Sejumlah orang, terutama anak-anak, mulai terjangkit ISPA (infeksi saluran pernafasan bagian atas). Lalu para pegiat lingkungan dan warga pun khawatir, kondisi udara di Jakarta akan semakin parah.
Mediamassa pun tak luput memberitakan, disamping serunya isu politik kekuasaan. Tercatat sejak Juli 2023, kualitas udara di ibukota republik ini jadi perbincangan. Direktur Pengendalian Pencemaran Udara Direktorat Jenderal Pengendalian Pencemaran dan Kerusakan Lingkungan (PPKL) Kementerian LHK, Luckmi Purwandari, mengatakan bahwa kualitas udara Jakarta di bulan Mei, Juni, Juli, Agustus setiap tahunnya lebih buruk dibanding bulan-bulan lainnya.
“Hal ini terjadi karena adanya pengaruh siklus musim. Pada bulan April sampai September adalah musim kemarau dimana bertiup angin timur yang kondisinya kering serta membawa debu dan partikel lebih banyak,” kata Luckmi, seperti dilansir dari BBC Indonesia (08/06).
Terburuk
Mengutip hasil pantauan DataIndonesia.id, Jakarta, Indonesia tercatat menjadi kota dengan kualitas udara terburuk di dunia pada 31 Agustus 2023. Hal itu terlihat dalam perhitungan indeks kualitas udara (Air Quality Index/AQI) di wilayah tersebut yang mencapai 167.
Posisinya diikuti oleh Dhaka, Bangladesh dengan skor indeks kualitas udara di level 162. Lalu, Johannesburg, Afrika Selatan dan Lahore, Pakistan masuk dalam daftar kualitas udara terburuk dengan level AQI 158. Selanjutnya, skor indeks kualitas udara di Doha, Qatar tercatat sebesar 154. Kemudian, tingkat polusi udara Kolkata, India sebesar 153 poin.
Jurnal Environmental Science and Technology yang dipublikasikan 2022, secara sistematis membuktikan peningkatan jumlah kendaraan bermotor menjadi penyebab utama polusi udara yang sangat tinggi di sejumlah kota besar di dunia, termasuk Jakarta.
Dampak Perubahan Iklim
Kendaraan bermotor menghasilkan emisi gas seperti karbon monoksida (CO), nitrogen oksida (NOx) serta gas hidrokarbon dan partikel-partikel halus (PM 10 dan PM 2,5) yang menjadi parameter polutan udara yang sangat berbahaya. Hal lain yang harus mendapat perhatian adalah tingginya aktivitas industri di kawasan penyangga Jakarta yang juga menyumbang polutan udara.

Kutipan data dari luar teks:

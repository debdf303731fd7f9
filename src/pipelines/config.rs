use std::path::Path;

use serde::{Deserialize, Serialize};

use crate::{cli::tokenizers::DEFAULT_TOKENIZER, mapper::FeatureOptions};

/// Configuration for the language model services
#[derive(Debug, Clone, PartialEq, Eq, Serialize, Deserialize)]
#[serde(default)]
pub struct ServiceConfig {
    /// A Hub model name or the path of a `tokenizer.json` file
    pub tokenizer: String,

    /// How words become token rows
    pub features: FeatureOptions,

    /// Label words without a prediction as "other" with an outside tag
    pub use_other_as_default_category: bool,

    /// Tokenize one word at a time instead of encoding pre-split words
    pub legacy_mapping: bool,
}

impl Default for ServiceConfig {
    fn default() -> Self {
        Self {
            tokenizer: DEFAULT_TOKENIZER.to_string(),
            features: FeatureOptions::default(),
            use_other_as_default_category: false,
            legacy_mapping: false,
        }
    }
}

impl ServiceConfig {
    /// Load from a JSON or YAML file, chosen by extension
    pub fn load<P: AsRef<Path>>(path: P) -> Result<Self, ConfigError> {
        let path = path.as_ref();
        let contents = std::fs::read_to_string(path)
            .map_err(|e| ConfigError::Io(path.display().to_string(), e))?;

        match Format::of(path)? {
            Format::Json => Ok(serde_json::from_str(&contents)?),
            Format::Yaml => Ok(serde_yaml::from_str(&contents)?),
        }
    }

    /// Save to a JSON or YAML file, chosen by extension
    pub fn save<P: AsRef<Path>>(&self, path: P) -> Result<(), ConfigError> {
        let path = path.as_ref();

        let contents = match Format::of(path)? {
            Format::Json => serde_json::to_string_pretty(self)?,
            Format::Yaml => serde_yaml::to_string(self)?,
        };

        std::fs::write(path, contents).map_err(|e| ConfigError::Io(path.display().to_string(), e))
    }
}

enum Format {
    Json,
    Yaml,
}

impl Format {
    fn of(path: &Path) -> Result<Self, ConfigError> {
        match path.extension().and_then(|ext| ext.to_str()) {
            Some("json") => Ok(Format::Json),
            Some("yaml") | Some("yml") => Ok(Format::Yaml),
            _ => Err(ConfigError::UnsupportedFormat(path.display().to_string())),
        }
    }
}

/// Config Error
#[derive(thiserror::Error, Debug)]
pub enum ConfigError {
    /// The file could not be read or written
    #[error("unable to access config file {0}: {1}")]
    Io(String, #[source] std::io::Error),

    /// Invalid JSON
    #[error(transparent)]
    Json(#[from] serde_json::Error),

    /// Invalid YAML
    #[error(transparent)]
    Yaml(#[from] serde_yaml::Error),

    /// The extension is neither JSON nor YAML
    #[error("unsupported config format: {0}")]
    UnsupportedFormat(String),
}
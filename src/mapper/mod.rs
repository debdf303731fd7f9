use serde::{Deserialize, Serialize};

use crate::{datapoint::Image, tokenizer::TokenizerError};

/// Mapping of page datapoints to LayoutLM features
pub mod layoutlm;

pub use layoutlm::{
    image_to_layoutlm, image_to_layoutlm_features, image_to_raw_features,
    raw_features_to_layoutlm_features,
};

/// A function turning a page into model-ready features. `None` means the page has nothing to
/// classify.
pub type MappingFn<T> =
    fn(&Image, &T, &FeatureOptions) -> Result<Option<LayoutLmFeatures>, MappingError>;

/// Padding strategies
#[derive(Debug, Clone, Copy, Default, PartialEq, Eq, Serialize, Deserialize)]
#[serde(rename_all = "snake_case")]
pub enum Padding {
    /// Pad every row to the maximum length
    #[default]
    MaxLength,

    /// Pad every row to the longest row of the batch
    Longest,

    /// Leave rows at their own length
    DoNotPad,
}

/// Options controlling how words become token rows
#[derive(Debug, Clone, PartialEq, Eq, Serialize, Deserialize)]
#[serde(default)]
pub struct FeatureOptions {
    /// The padding strategy
    pub padding: Padding,

    /// Cut sequences longer than the maximum length
    pub truncation: bool,

    /// Split long sequences into several windows instead of cutting them
    pub return_overflowing_tokens: bool,

    /// Number of tokens consecutive windows share
    pub sliding_window_stride: usize,

    /// Overrides the maximum length of the tokenizer
    pub max_length: Option<usize>,

    /// Width of the coordinate grid boxes are scaled to
    pub input_width: u32,

    /// Height of the coordinate grid boxes are scaled to
    pub input_height: u32,
}

impl Default for FeatureOptions {
    fn default() -> Self {
        Self {
            padding: Padding::MaxLength,
            truncation: true,
            return_overflowing_tokens: false,
            sliding_window_stride: 0,
            max_length: None,
            input_width: 1000,
            input_height: 1000,
        }
    }
}

/// Word level features of a page, before tokenization
#[derive(Debug, Clone, PartialEq, Eq, Serialize, Deserialize)]
pub struct RawFeatures {
    /// The page id
    pub image_id: String,

    /// Page width in pixels
    pub width: u32,

    /// Page height in pixels
    pub height: u32,

    /// Word annotation ids, in reading order
    pub ann_ids: Vec<String>,

    /// Word texts
    pub words: Vec<String>,

    /// Word boxes on the input grid
    pub bbox: Vec<[i32; 4]>,
}

/// Token level features, one row per window of the page
#[derive(Debug, Clone, Default, PartialEq, Eq, Serialize, Deserialize)]
pub struct LayoutLmFeatures {
    /// The page id of each row
    pub image_ids: Vec<String>,

    /// Page width in pixels
    pub width: u32,

    /// Page height in pixels
    pub height: u32,

    /// The word annotation id of each token, or a special token marker
    pub ann_ids: Vec<Vec<String>>,

    /// Token strings
    pub tokens: Vec<Vec<String>>,

    /// Token ids
    pub input_ids: Vec<Vec<u32>>,

    /// 1 for real tokens, 0 for padding
    pub attention_mask: Vec<Vec<u32>>,

    /// Segment ids
    pub token_type_ids: Vec<Vec<u32>>,

    /// Token boxes on the input grid
    pub bbox: Vec<Vec<[i32; 4]>>,
}

impl LayoutLmFeatures {
    /// Number of rows (windows)
    pub fn num_rows(&self) -> usize {
        self.input_ids.len()
    }
}

/// Mapping Error
#[derive(thiserror::Error, Debug)]
pub enum MappingError {
    /// A word annotation has no text
    #[error("word {0} has no characters")]
    MissingCharacters(String),

    /// Absolute boxes cannot be scaled without the page size
    #[error("image {0} has no size")]
    MissingImageSize(String),

    /// The stride leaves no room for new tokens in a window
    #[error("sliding window stride {stride} must be smaller than the window size {window}")]
    InvalidStride {
        /// The configured stride
        stride: usize,

        /// Content tokens per window
        window: usize,
    },

    /// Tokens and ids of the legacy mapping differ in length
    #[error("{tokens} tokens but {ids} input ids")]
    Misaligned {
        /// Number of tokens
        tokens: usize,

        /// Number of ids
        ids: usize,
    },

    /// The tokenizer failed
    #[error(transparent)]
    Tokenizer(#[from] TokenizerError),
}
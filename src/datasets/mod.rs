use std::path::Path;

use async_trait::async_trait;

/// Datapoints serialized as JSON lines
pub mod jsonl;

/// A dataset which can be loaded
#[async_trait]
pub trait LoadableDataset {
    /// Load the dataset
    async fn load(path: &Path) -> Result<Self, DatasetError>
    where
        Self: std::marker::Sized;
}

/// Dataset Error
#[derive(thiserror::Error, Debug)]
pub enum DatasetError {
    /// The dataset file could not be read
    #[error("unable to read dataset {0}: {1}")]
    Io(String, #[source] std::io::Error),

    /// A line is not a valid datapoint
    #[error("invalid datapoint on line {line}: {source}")]
    Datapoint {
        /// One-based line number
        line: usize,

        /// The parse error
        #[source]
        source: serde_json::Error,
    },
}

Para ahli mengungkapkan, peningkatan emisi karbon ke atmosfer juga akan turut meningkatkan emisi polutan lokal seperti karbon monoksida, mono-nitrogen oksida, ozon daratan, serta debu yang termasuk juga PM10 dan PM2,5.
Mitigasi
Untuk menurunkan tingkat polusi udara di Jakarta dan sekitarnya, berbagai upaya telah dilakukan pemerintah pusat maupun pemerintah provinsi: mulai dari uji emisi, menyiram jalan, sampai menyemprotkan air dari atas gedung pencakar langit.
Namun, seperti ditulis BBC, para pegiat lingkungan menyebut sebagian besar ikhtiar yang dilakukan pemerintah masih bersifat responsif, tidak strategis, dan tidak berlandaskan bukti ilmiah.
Mengutip dari CNBC Indonesia, Pemerintah Daerah Provinsi Daerah Khusus Ibu Kota Jakarta akhirnya memberlakukan kebijakan work from home (WFH) bagi separuh aparatur sipil negara (ASN), guna memperbaiki kualitas udara di ibu kota yang terlampau tinggi kadar polutannya. Meskipun bisa dikatakan agak terlambat, tetapi kebijakan itu bisa bermakna ganda, yaitu memperbaiki kualitas udara sekaligus melindungi para pekerja.